WHAT YOU HAVE TO DO
Output every record word for word.

Stored items

########

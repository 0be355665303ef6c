//! Password hashing.

use sha2::{Digest, Sha256};

/// Lowercase hex SHA-256 of the password.
pub fn hash_password(password: &str) -> String {
    hex::encode(Sha256::digest(password.as_bytes()))
}

/// Compare a candidate password with a stored hash.
pub fn password_matches(password: &str, stored_hash: &str) -> bool {
    hash_password(password) == stored_hash
}

#[cfg(test)]
mod tests {
    use super::*;

    #[test]
    fn test_known_digest() {
        assert_eq!(
            hash_password("admin123"),
            "240be518fabd2724ddb6f04eeb1da5967448d7e831c08c8fa822809f74c720a9"
        );
    }

    #[test]
    fn test_password_matches() {
        let stored = hash_password("s3cret");
        assert!(password_matches("s3cret", &stored));
        assert!(!password_matches("S3cret", &stored));
    }
}
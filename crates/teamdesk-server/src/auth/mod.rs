//! Admin authentication.
//!
//! Admins log in with a username and password checked against a stored
//! SHA-256 hash. A successful login yields an HMAC-signed bearer token that
//! [`middleware::require_admin`] checks on every admin route.

pub mod middleware;
pub mod password;
pub mod token;

pub use middleware::{bearer_token, require_admin};
pub use password::hash_password;
pub use token::{AdminClaims, TokenSigner, ADMIN_ROLE};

########

RESPONSE AREA
repository 0be355665303ef6c
//! Password hashing.

use sha2::{Digest, Sha256};

/// Lowercase hex SHA-256 of the password.
pub fn hash_password(password: &str) -> String {
    hex::encode(Sha256::digest(password.as_bytes()))
}

/// Compare a candidate password with a stored hash.
pub fn password_matches(password: &str, stored_hash: &str) -> bool {
    hash_password(password) == stored_hash
}

#[cfg(test)]
mod tests {
    use super::*;

    #[test]
    fn test_known_digest() {
        assert_eq!(
            hash_password("admin123"),
            "240be518fabd2724ddb6f04eeb1da5967448d7e831c08c8fa822809f74c720a9"
        );
    }

    #[test]
    fn test_password_matches() {
        let stored = hash_password("s3cret");
        assert!(password_matches("s3cret", &stored));
        assert!(!password_matches("S3cret", &stored));
    }
}
filename crates/teamdesk-server/src/auth/mod.rs
//! Admin authentication.
//!
//! Admins log in with a username and password checked against a stored
//! SHA-256 hash. A successful login yields an HMAC-signed bearer token that
//! [`middleware::require_admin`] checks on every admin route.

pub mod middleware;
pub mod password;
pub mod token;

pub use middleware::{bearer_token, require_admin};
pub use password::hash_password;
pub use token::{AdminClaims, TokenSigner, ADMIN_ROLE};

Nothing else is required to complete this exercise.